Querying Data Lakes - TPCH - 《Apache Doris v3.0 Documentation》

Usage Notes
Compiling the TPCH Connector
Deploying the TPCH Connector
Creating the TPCH Catalog
Using the TPCH Catalog
- Best Practices
  - Quickly Build TPCH Test Dataset

Usage Notes

TPCH Catalog uses the Trino Connector compatibility framework and the TPCH Connector to quickly build TPCH test sets.

tip

This feature is supported starting from Doris version 3.0.0.

Compiling the TPCH Connector

JDK 17 is required.

git clone https://github.com/trinodb/trino.git
git checkout 435
cd trino/plugin/trino-tpch
mvn clean install -DskipTest

After compiling, you will find the trino-tpch-435/ directory under trino/plugin/trino-tpch/target/.

You can also directly download the precompiled trino-tpch-435.tar.gz and extract it.

Deploying the TPCH Connector

Place the trino-tpch-435/ directory under the connectors/ directory in the deployment paths of all FE and BE nodes. (If it does not exist, you can create it manually).

├── bin
├── conf
├── connectors
│   ├── trino-tpch-435
...

After deployment, it is recommended to restart the FE and BE nodes to ensure the Connector is loaded correctly.

Creating the TPCH Catalog

CREATE CATALOG `tpch` PROPERTIES (
    "type" = "trino-connector",
    "trino.connector.name" = "tpch",
    "trino.tpch.column-naming" = "STANDARD",
    "trino.tpch.splits-per-node" = "32"
);

The tpch.splits-per-node property sets the level of concurrency. It is recommended to set it to twice the number of cores per BE node to achieve optimal concurrency and improve data generation efficiency.
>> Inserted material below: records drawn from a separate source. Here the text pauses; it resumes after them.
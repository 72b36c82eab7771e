//! Raw configuration schema (as parsed from TOML)

use serde::{Deserialize, Serialize};
use std::collections::BTreeMap;
use std::path::PathBuf;

/// Raw configuration as parsed from TOML
#[derive(Debug, Clone, Deserialize, Serialize)]
pub struct RawConfig {
    /// Config schema version
    pub config_version: u32,

    /// Service-level settings
    #[serde(default)]
    pub service: RawServiceConfig,

    /// Install-time global limits
    #[serde(default)]
    pub global_limits: Option<RawGlobalLimits>,

    /// Install-time site rules, keyed by host
    #[serde(default)]
    pub sites: BTreeMap<String, RawSiteRule>,
}

/// Service-level settings
#[derive(Debug, Clone, Default, Deserialize, Serialize)]
pub struct RawServiceConfig {
    /// IPC socket path (default: $XDG_RUNTIME_DIR/siteguard/siteguardd.sock)
    pub socket_path: Option<PathBuf>,

    /// Data directory for the store
    pub data_dir: Option<PathBuf>,

    /// Install-time operation mode: "monitoring", "permissive" or "strict"
    pub mode: Option<String>,

    /// Reconciliation tick interval (default: 60)
    pub tick_interval_seconds: Option<u64>,

    /// "drop_previous" (default) or "reset_all"
    pub rollover: Option<String>,

    /// Delay after local midnight before the daily rollover runs (default: 5)
    pub rollover_buffer_seconds: Option<u64>,

    /// Page blocked tabs are redirected to
    pub block_page_url: Option<String>,
}

/// Global limits in minutes
#[derive(Debug, Clone, Default, Deserialize, Serialize)]
pub struct RawGlobalLimits {
    pub weekday: Option<u32>,
    pub weekend: Option<u32>,
}

/// Raw site rule
#[derive(Debug, Clone, Default, Deserialize, Serialize)]
pub struct RawSiteRule {
    /// Never blocked, never billed
    #[serde(default)]
    pub unrestricted: bool,

    pub weekday: Option<RawSchedule>,

    pub weekend: Option<RawSchedule>,
}

/// Schedule for one day type
#[derive(Debug, Clone, Default, Deserialize, Serialize)]
pub struct RawSchedule {
    pub daily_limit_minutes: Option<u32>,

    /// Absent means allowed all day
    pub time_ranges: Option<Vec<RawTimeRange>>,
}

/// Allowed clock window
#[derive(Debug, Clone, Deserialize, Serialize)]
pub struct RawTimeRange {
    /// Start time (HH:MM format)
    pub start: String,

    /// End time (HH:MM format); earlier than `start` wraps past midnight
    pub end: String,

    pub limit_minutes: Option<u32>,
}
//! Protocol types for siteguardd
//!
//! This crate defines the stable types shared between siteguardd and clients:
//! - Site rules, global limits, operation mode, temporary disable window
//! - Policy verdicts and block reasons
//! - Raw browser events reported by the browser bridge
//! - Commands, responses and pushed events
//! - Versioning

mod commands;
mod events;
mod rules;
mod types;

pub use commands::*;
pub use events::*;
pub use rules::*;
pub use types::*;

/// Current API version
pub const API_VERSION: u32 = 1;
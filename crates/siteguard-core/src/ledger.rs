//! Usage ledger: per-day, per-host accounting over the store

use chrono::{DateTime, Local, NaiveDate};
use siteguard_config::RolloverPolicy;
use siteguard_store::{
    HostUsage, Store, StoreExt, StoreResult, UsageDay, VISITED_TABS_KEY, parse_usage_key,
};
use siteguard_util::{DayType, HostName, WallClock, date_key, is_recordable_url};
use std::sync::Arc;
use tracing::debug;

/// Reads and writes `usage-<date>` records.
///
/// Every mutation is a read-modify-write of one day's record. The engine is
/// the only caller, so these never race.
pub struct UsageLedger {
    store: Arc<dyn Store>,
}

impl UsageLedger {
    pub fn new(store: Arc<dyn Store>) -> Self {
        Self { store }
    }

    /// Append `now` to the host's activation timestamps for today
    pub fn record_activation(&self, host: Option<&HostName>, now: DateTime<Local>) -> StoreResult<()> {
        let Some(host) = host else {
            return Ok(());
        };

        let today = now.date_naive();
        let mut day = self.store.usage_day(today)?;
        day.entry(host.clone()).or_default().record_activation(now);
        self.store.set_usage_day(today, &day)?;

        debug!(host = %host, "Activation recorded");
        Ok(())
    }

    /// Bill `seconds` of dwell time to `host` on today's record.
    ///
    /// No-op for `seconds <= 0` and for unrestricted hosts. When today's
    /// schedule has time ranges, the first range containing `now` is billed
    /// the same seconds. Returns whether anything was written.
    pub fn record_time_spent(
        &self,
        host: &HostName,
        seconds: i64,
        now: DateTime<Local>,
    ) -> StoreResult<bool> {
        if seconds <= 0 {
            return Ok(false);
        }
        let seconds = seconds as u64;

        let rules = self.store.rules()?;
        let rule = rules.get(host);
        if rule.is_some_and(|r| r.unrestricted) {
            return Ok(false);
        }

        let range_key = rule
            .and_then(|r| r.schedule_for(DayType::of(&now)))
            .and_then(|schedule| schedule.matching_range(WallClock::of(&now)))
            .map(|range| range.key());

        let today = now.date_naive();
        let mut day = self.store.usage_day(today)?;
        let usage = day.entry(host.clone()).or_default();
        usage.add_seconds(seconds);
        if let Some(key) = &range_key {
            usage.add_range_seconds(key, seconds);
        }
        self.store.set_usage_day(today, &day)?;

        debug!(
            host = %host,
            seconds,
            range = range_key.as_deref().unwrap_or("-"),
            "Time recorded"
        );
        Ok(true)
    }

    /// Append a URL to today's visited-tabs log, skipping consecutive repeats
    pub fn record_visited(&self, url: &str, now: DateTime<Local>) -> StoreResult<bool> {
        if url.is_empty() || !is_recordable_url(url) {
            return Ok(false);
        }

        let mut visited = self.store.visited_tabs()?;
        let today = visited.entry(date_key(now.date_naive())).or_default();
        if today.last().is_some_and(|last| last == url) {
            return Ok(false);
        }
        today.push(url.to_string());
        self.store.set_visited_tabs(&visited)?;
        Ok(true)
    }

    pub fn usage_day(&self, date: NaiveDate) -> StoreResult<UsageDay> {
        self.store.usage_day(date)
    }

    pub fn host_usage(&self, host: &HostName, date: NaiveDate) -> StoreResult<HostUsage> {
        Ok(self.usage_day(date)?.remove(host).unwrap_or_default())
    }

    /// Remove every usage record and the visited-tabs log
    pub fn clear(&self) -> StoreResult<Vec<String>> {
        let mut keys = self.store.usage_keys()?;
        keys.push(VISITED_TABS_KEY.to_string());
        self.store.remove(&keys)?;
        Ok(keys)
    }

    /// Remove the records the daily rollover drops; returns the removed keys
    pub fn rollover(&self, today: NaiveDate, policy: RolloverPolicy) -> StoreResult<Vec<String>> {
        let mut keys: Vec<String> = self
            .store
            .usage_keys()?
            .into_iter()
            .filter(|key| match (policy, parse_usage_key(key)) {
                (RolloverPolicy::ResetAll, _) => true,
                (RolloverPolicy::DropPrevious, Some(date)) => date < today,
                // Unparseable keys are junk
                (RolloverPolicy::DropPrevious, None) => true,
            })
            .collect();
        keys.push(VISITED_TABS_KEY.to_string());

        self.store.remove(&keys)?;
        Ok(keys)
    }
}

#[cfg(test)]
mod tests {
    use super::*;
    use chrono::TimeZone;
    use siteguard_api::{ScheduleRule, SiteRule, TimeRange};
    use siteguard_store::{SqliteStore, usage_key};

    fn setup() -> (Arc<dyn Store>, UsageLedger) {
        let store: Arc<dyn Store> = Arc::new(SqliteStore::in_memory().unwrap());
        let ledger = UsageLedger::new(store.clone());
        (store, ledger)
    }

    fn monday(hour: u32, min: u32) -> DateTime<Local> {
        Local.with_ymd_and_hms(2025, 12, 29, hour, min, 0).unwrap()
    }

    fn host(s: &str) -> HostName {
        HostName::new(s)
    }

    fn clock(s: &str) -> WallClock {
        s.parse().unwrap()
    }

    #[test]
    fn non_positive_seconds_never_mutate() {
        let (store, ledger) = setup();
        let now = monday(10, 0);

        assert!(!ledger.record_time_spent(&host("a.com"), 0, now).unwrap());
        assert!(!ledger.record_time_spent(&host("a.com"), -5, now).unwrap());
        assert!(store.get_value(&usage_key(now.date_naive())).unwrap().is_none());
    }

    #[test]
    fn carry_over_many_flushes() {
        let (_store, ledger) = setup();
        let now = monday(10, 0);
        let flushes = [1, 59, 60, 61, 119, 7, 33, 3600, 2];

        for secs in flushes {
            ledger.record_time_spent(&host("a.com"), secs, now).unwrap();
        }

        let usage = ledger.host_usage(&host("a.com"), now.date_naive()).unwrap();
        let total: i64 = flushes.iter().sum();
        assert_eq!(usage.total_seconds(), total as u64);
        assert!(usage.seconds < 60);
    }

    #[test]
    fn unrestricted_hosts_are_never_billed() {
        let (store, ledger) = setup();
        let mut rules = store.rules().unwrap();
        rules.insert(host("wikipedia.org"), SiteRule::unrestricted());
        store.set_rules(&rules).unwrap();

        let now = monday(10, 0);
        assert!(!ledger.record_time_spent(&host("wikipedia.org"), 30, now).unwrap());
        assert!(ledger.usage_day(now.date_naive()).unwrap().is_empty());
    }

    #[test]
    fn time_in_a_range_is_also_billed_to_the_range() {
        let (store, ledger) = setup();
        let mut rules = store.rules().unwrap();
        rules.insert(
            host("youtube.com"),
            SiteRule {
                unrestricted: false,
                weekday: Some(ScheduleRule {
                    daily_limit_minutes: None,
                    time_ranges: Some(vec![
                        TimeRange::new(clock("08:00"), clock("12:00")),
                        TimeRange::new(clock("22:00"), clock("06:00")),
                    ]),
                }),
                weekend: None,
            },
        );
        store.set_rules(&rules).unwrap();

        ledger.record_time_spent(&host("youtube.com"), 90, monday(9, 0)).unwrap();
        ledger.record_time_spent(&host("youtube.com"), 30, monday(23, 0)).unwrap();
        ledger.record_time_spent(&host("youtube.com"), 10, monday(15, 0)).unwrap();

        let usage = ledger
            .host_usage(&host("youtube.com"), monday(0, 0).date_naive())
            .unwrap();
        assert_eq!(usage.total_seconds(), 130);
        assert_eq!(usage.range("08:00-12:00").total_seconds(), 90);
        assert_eq!(usage.range("22:00-06:00").total_seconds(), 30);
        assert_eq!(usage.range_usage.len(), 2);
    }

    #[test]
    fn activations_are_chronological() {
        let (_store, ledger) = setup();
        ledger.record_activation(Some(&host("a.com")), monday(9, 0)).unwrap();
        ledger.record_activation(Some(&host("a.com")), monday(9, 5)).unwrap();
        ledger.record_activation(None, monday(9, 6)).unwrap();

        let usage = ledger.host_usage(&host("a.com"), monday(0, 0).date_naive()).unwrap();
        assert_eq!(usage.activation_timestamps, vec![monday(9, 0), monday(9, 5)]);
        assert_eq!(usage.total_seconds(), 0);
    }

    #[test]
    fn visited_log_dedupes_consecutive_urls() {
        let (store, ledger) = setup();
        let now = monday(9, 0);

        assert!(ledger.record_visited("https://a.com/", now).unwrap());
        assert!(!ledger.record_visited("https://a.com/", now).unwrap());
        assert!(ledger.record_visited("https://b.com/", now).unwrap());
        assert!(ledger.record_visited("https://a.com/", now).unwrap());
        assert!(!ledger.record_visited("chrome-extension://x/blocked.html", now).unwrap());
        assert!(!ledger.record_visited("", now).unwrap());

        let visited = store.visited_tabs().unwrap();
        assert_eq!(
            visited["2025-12-29"],
            vec!["https://a.com/", "https://b.com/", "https://a.com/"]
        );
    }

    #[test]
    fn rollover_policies() {
        let (store, ledger) = setup();
        let today = monday(0, 0).date_naive();
        let yesterday = today.pred_opt().unwrap();

        let noon_yesterday = Local.with_ymd_and_hms(2025, 12, 28, 12, 0, 0).unwrap();
        for at in [noon_yesterday, monday(12, 0)] {
            ledger.record_time_spent(&host("a.com"), 60, at).unwrap();
        }
        ledger.record_visited("https://a.com/", monday(12, 0)).unwrap();

        let removed = ledger.rollover(today, RolloverPolicy::DropPrevious).unwrap();
        assert_eq!(removed, vec![usage_key(yesterday), VISITED_TABS_KEY.to_string()]);
        assert!(!ledger.usage_day(today).unwrap().is_empty());
        assert!(store.visited_tabs().unwrap().is_empty());

        ledger.rollover(today, RolloverPolicy::ResetAll).unwrap();
        assert!(ledger.usage_day(today).unwrap().is_empty());
    }

    #[test]
    fn clear_removes_everything() {
        let (store, ledger) = setup();
        ledger.record_time_spent(&host("a.com"), 60, monday(10, 0)).unwrap();
        ledger.record_visited("https://a.com/", monday(10, 0)).unwrap();

        ledger.clear().unwrap();
        assert!(store.usage_keys().unwrap().is_empty());
        assert!(store.visited_tabs().unwrap().is_empty());
    }
}
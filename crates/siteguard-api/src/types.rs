//! Shared types for the siteguardd API

use chrono::{DateTime, Local, NaiveDate};
use serde::{Deserialize, Serialize};
use siteguard_util::{DayType, HostName, TabId, WindowId};
use std::fmt;
use std::time::Duration;

use crate::{OperationMode, TemporaryDisable};

/// Why a navigation was allowed
#[derive(Debug, Clone, Copy, PartialEq, Eq, Serialize, Deserialize)]
#[serde(rename_all = "snake_case")]
pub enum AllowReason {
    TemporaryOverride,
    MonitoringMode,
    NoRule,
    Unrestricted,
    NoScheduleForDayType,
    WithinLimits,
}

/// Why a navigation was blocked
#[derive(Debug, Clone, PartialEq, Eq, Serialize, Deserialize)]
#[serde(tag = "code", rename_all = "snake_case")]
pub enum BlockReason {
    /// Strict mode and the host has no rule at all
    NoRuleDefined,
    /// Strict mode and the rule has no schedule for today's day type
    NoRuleForDayType { day_type: DayType },
    /// Time ranges are configured and none contains the current time
    OutsideAllowedHours { day_type: DayType },
    /// The matched range's own limit is used up
    RangeLimitReached {
        range: String,
        limit_minutes: u32,
        day_type: DayType,
    },
    /// The host's daily limit is used up
    DailyLimitReached {
        host: HostName,
        limit_minutes: u32,
        day_type: DayType,
    },
    /// Combined usage across all hosts reached the global cap
    GlobalLimitReached { limit_minutes: u32, day_type: DayType },
}

impl fmt::Display for BlockReason {
    fn fmt(&self, f: &mut fmt::Formatter<'_>) -> fmt::Result {
        match self {
            BlockReason::NoRuleDefined => write!(f, "blocked by strict mode (no rule defined)"),
            BlockReason::NoRuleForDayType { day_type } => {
                write!(f, "blocked by strict mode (no rule for {})", day_type)
            }
            BlockReason::OutsideAllowedHours { day_type } => {
                write!(f, "outside allowed hours for {}", day_type)
            }
            BlockReason::RangeLimitReached {
                range,
                limit_minutes,
                day_type,
            } => write!(
                f,
                "time limit ({} min) reached for range {} ({})",
                limit_minutes, range, day_type
            ),
            BlockReason::DailyLimitReached {
                host,
                limit_minutes,
                day_type,
            } => write!(
                f,
                "daily limit ({} min) reached for {} on {}",
                limit_minutes, day_type, host
            ),
            BlockReason::GlobalLimitReached {
                limit_minutes,
                day_type,
            } => write!(
                f,
                "global daily limit ({} min) reached for {}",
                limit_minutes, day_type
            ),
        }
    }
}

/// Outcome of a policy decision
#[derive(Debug, Clone, PartialEq, Eq, Serialize, Deserialize)]
#[serde(tag = "verdict", rename_all = "snake_case")]
pub enum Verdict {
    Allow { reason: AllowReason },
    Block { reason: BlockReason },
}

impl Verdict {
    pub fn allow(reason: AllowReason) -> Self {
        Verdict::Allow { reason }
    }

    pub fn block(reason: BlockReason) -> Self {
        Verdict::Block { reason }
    }

    pub fn is_block(&self) -> bool {
        matches!(self, Verdict::Block { .. })
    }

    pub fn block_reason(&self) -> Option<&BlockReason> {
        match self {
            Verdict::Block { reason } => Some(reason),
            Verdict::Allow { .. } => None,
        }
    }
}

/// Page load phase reported with a tab update
#[derive(Debug, Clone, Copy, PartialEq, Eq, Serialize, Deserialize)]
#[serde(rename_all = "snake_case")]
pub enum LoadState {
    Loading,
    Complete,
}

/// What the bridge knows about one open tab
#[derive(Debug, Clone, PartialEq, Eq, Serialize, Deserialize)]
pub struct TabInfo {
    pub tab_id: TabId,
    #[serde(default)]
    pub window_id: Option<WindowId>,
    #[serde(default)]
    pub url: Option<String>,
    #[serde(default)]
    pub active: bool,
}

/// Per-host line of the usage summary
#[derive(Debug, Clone, PartialEq, Eq, Serialize, Deserialize)]
pub struct UsageEntry {
    pub host: HostName,
    pub minutes: u64,
    pub seconds: u64,
    pub activations: usize,
    /// Daily limit of the host's schedule for the day's type, if any
    pub daily_limit_minutes: Option<u32>,
}

/// Time resolution of the activation report
#[derive(Debug, Clone, Copy, PartialEq, Eq, Serialize, Deserialize)]
#[serde(rename_all = "snake_case")]
pub enum ReportResolution {
    Hour,
    TwoHours,
    FourHours,
    EightHours,
    Day,
}

impl ReportResolution {
    /// Length of the trailing window; `None` covers the whole day
    pub fn window(&self) -> Option<Duration> {
        let hours = match self {
            ReportResolution::Hour => 1,
            ReportResolution::TwoHours => 2,
            ReportResolution::FourHours => 4,
            ReportResolution::EightHours => 8,
            ReportResolution::Day => return None,
        };
        Some(Duration::from_secs(hours * 3600))
    }

    pub fn bucket(&self) -> Duration {
        let minutes = match self {
            ReportResolution::Hour => 10,
            ReportResolution::TwoHours => 15,
            ReportResolution::FourHours => 30,
            ReportResolution::EightHours | ReportResolution::Day => 60,
        };
        Duration::from_secs(minutes * 60)
    }
}

/// Activation counts of one host per bucket
#[derive(Debug, Clone, PartialEq, Eq, Serialize, Deserialize)]
pub struct ActivationRow {
    pub host: HostName,
    pub counts: Vec<u32>,
    pub total: u32,
}

/// Host activations bucketed over a window of one day
#[derive(Debug, Clone, PartialEq, Eq, Serialize, Deserialize)]
pub struct ActivationReport {
    pub date: NaiveDate,
    pub resolution: ReportResolution,
    pub window_start: DateTime<Local>,
    pub window_end: DateTime<Local>,
    /// Start instant of each bucket
    pub buckets: Vec<DateTime<Local>>,
    /// Sorted by total, descending
    pub rows: Vec<ActivationRow>,
}

/// The host currently accruing dwell time
#[derive(Debug, Clone, PartialEq, Eq, Serialize, Deserialize)]
pub struct TrackingInfo {
    pub host: HostName,
    pub tab_id: TabId,
    pub since: DateTime<Local>,
}

/// Service status snapshot
#[derive(Debug, Clone, Serialize, Deserialize)]
pub struct StatusSnapshot {
    pub api_version: u32,
    pub mode: OperationMode,
    pub day: NaiveDate,
    pub day_type: DayType,
    pub rule_count: usize,
    pub temporary_disable: Option<TemporaryDisable>,
    pub browser_focused: bool,
    pub tracking: Option<TrackingInfo>,
}

/// Role for authorization
#[derive(Debug, Clone, Copy, PartialEq, Eq, Serialize, Deserialize)]
#[serde(rename_all = "snake_case")]
pub enum ClientRole {
    /// Browser bridge: reports tab events, executes blocks, reads state
    Bridge,
    /// Local admin: can also change rules, limits, mode and usage data
    Admin,
    /// Read-only observer
    Observer,
}

impl ClientRole {
    pub fn can_report_browser_events(&self) -> bool {
        matches!(self, ClientRole::Bridge | ClientRole::Admin)
    }

    pub fn can_configure(&self) -> bool {
        matches!(self, ClientRole::Admin)
    }
}

/// Health status
#[derive(Debug, Clone, Serialize, Deserialize)]
pub struct HealthStatus {
    pub live: bool,
    pub ready: bool,
    pub store_ok: bool,
    /// Whether a client is subscribed to receive block requests
    pub bridge_connected: bool,
}

#[cfg(test)]
mod tests {
    use super::*;

    #[test]
    fn block_reason_text() {
        assert_eq!(
            BlockReason::NoRuleDefined.to_string(),
            "blocked by strict mode (no rule defined)"
        );
        assert_eq!(
            BlockReason::RangeLimitReached {
                range: "09:00-12:00".into(),
                limit_minutes: 30,
                day_type: DayType::Weekday,
            }
            .to_string(),
            "time limit (30 min) reached for range 09:00-12:00 (weekday)"
        );
        assert_eq!(
            BlockReason::GlobalLimitReached {
                limit_minutes: 120,
                day_type: DayType::Weekend,
            }
            .to_string(),
            "global daily limit (120 min) reached for weekend"
        );
    }

    #[test]
    fn verdict_serialization() {
        let verdict = Verdict::block(BlockReason::DailyLimitReached {
            host: HostName::new("youtube.com"),
            limit_minutes: 30,
            day_type: DayType::Weekday,
        });

        let json = serde_json::to_value(&verdict).unwrap();
        assert_eq!(json["verdict"], "block");
        assert_eq!(json["reason"]["code"], "daily_limit_reached");

        let parsed: Verdict = serde_json::from_value(json).unwrap();
        assert_eq!(parsed, verdict);
        assert!(parsed.is_block());
    }

    #[test]
    fn report_resolutions() {
        assert_eq!(ReportResolution::Hour.window(), Some(Duration::from_secs(3600)));
        assert_eq!(ReportResolution::Hour.bucket(), Duration::from_secs(600));
        assert_eq!(ReportResolution::TwoHours.bucket(), Duration::from_secs(900));
        assert_eq!(ReportResolution::Day.window(), None);
        assert_eq!(ReportResolution::Day.bucket(), Duration::from_secs(3600));
    }

    #[test]
    fn roles() {
        assert!(ClientRole::Bridge.can_report_browser_events());
        assert!(!ClientRole::Bridge.can_configure());
        assert!(ClientRole::Admin.can_configure());
        assert!(!ClientRole::Observer.can_report_browser_events());
    }
}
When "tpch.column-naming" = "STANDARD", the column names in the TPCH table will start with the abbreviation of the table name, such as l_orderkey, otherwise, it is orderkey.

Using the TPCH Catalog

The TPCH Catalog includes pre-configured TPCH datasets of different scale factors, which can be viewed using the SHOW DATABASES and SHOW TABLES commands.

mysql> SWITCH tpch;
Query OK, 0 rows affected (0.00 sec)
mysql> SHOW DATABASES;
+--------------------+
| Database           |
+--------------------+
| information_schema |
| mysql              |
| sf1                |
| sf100              |
| sf1000             |
| sf10000            |
| sf100000           |
| sf300              |
| sf3000             |
| sf30000            |
| tiny               |
+--------------------+
11 rows in set (0.00 sec)
mysql> USE sf1;
mysql> SHOW TABLES;
+---------------+
| Tables_in_sf1 |
+---------------+
| customer      |
| lineitem      |
| nation        |
| orders        |
| part          |
| partsupp      |
| region        |
| supplier      |
+---------------+
8 rows in set (0.00 sec)

You can directly query these tables using the SELECT statement.

tip

The data in these pre-configured datasets is not actually stored but generated in real-time during queries. Therefore, these datasets are not suitable for direct benchmarking. They are more appropriate for writing to other target tables (such as Doris internal tables, Hive, Iceberg, and other data sources supported by Doris) via INSERT INTO SELECT, after which performance tests can be conducted on the target tables.

Best Practices

Quickly Build TPCH Test Dataset

You can quickly build a TPCH test dataset using the CTAS (Create Table As Select) statement:

CREATE TABLE hive.tpch100.customer PROPERTIES("file_format" = "parquet") AS SELECT * FROM tpch.sf100.customer  ;
CREATE TABLE hive.tpch100.lineitem PROPERTIES("file_format" = "parquet") AS SELECT * FROM tpch.sf100.lineitem  ;
CREATE TABLE hive.tpch100.nation   PROPERTIES("file_format" = "parquet") AS SELECT * FROM tpch.sf100.nation    ;
CREATE TABLE hive.tpch100.orders   PROPERTIES("file_format" = "parquet") AS SELECT * FROM tpch.sf100.orders    ;
CREATE TABLE hive.tpch100.part     PROPERTIES("file_format" = "parquet") AS SELECT * FROM tpch.sf100.part      ;
CREATE TABLE hive.tpch100.partsupp PROPERTIES("file_format" = "parquet") AS SELECT * FROM tpch.sf100.partsupp  ;
CREATE TABLE hive.tpch100.region   PROPERTIES("file_format" = "parquet") AS SELECT * FROM tpch.sf100.region    ;
CREATE TABLE hive.tpch100.supplier PROPERTIES("file_format" = "parquet") AS SELECT * FROM tpch.sf100.supplier  ;

tip

On a Doris cluster with 3 BE nodes, each with 16 cores, creating a TPCH 1000 dataset in Hive takes approximately 25 minutes, and TPCH 10000 takes about 4 to 5 hours.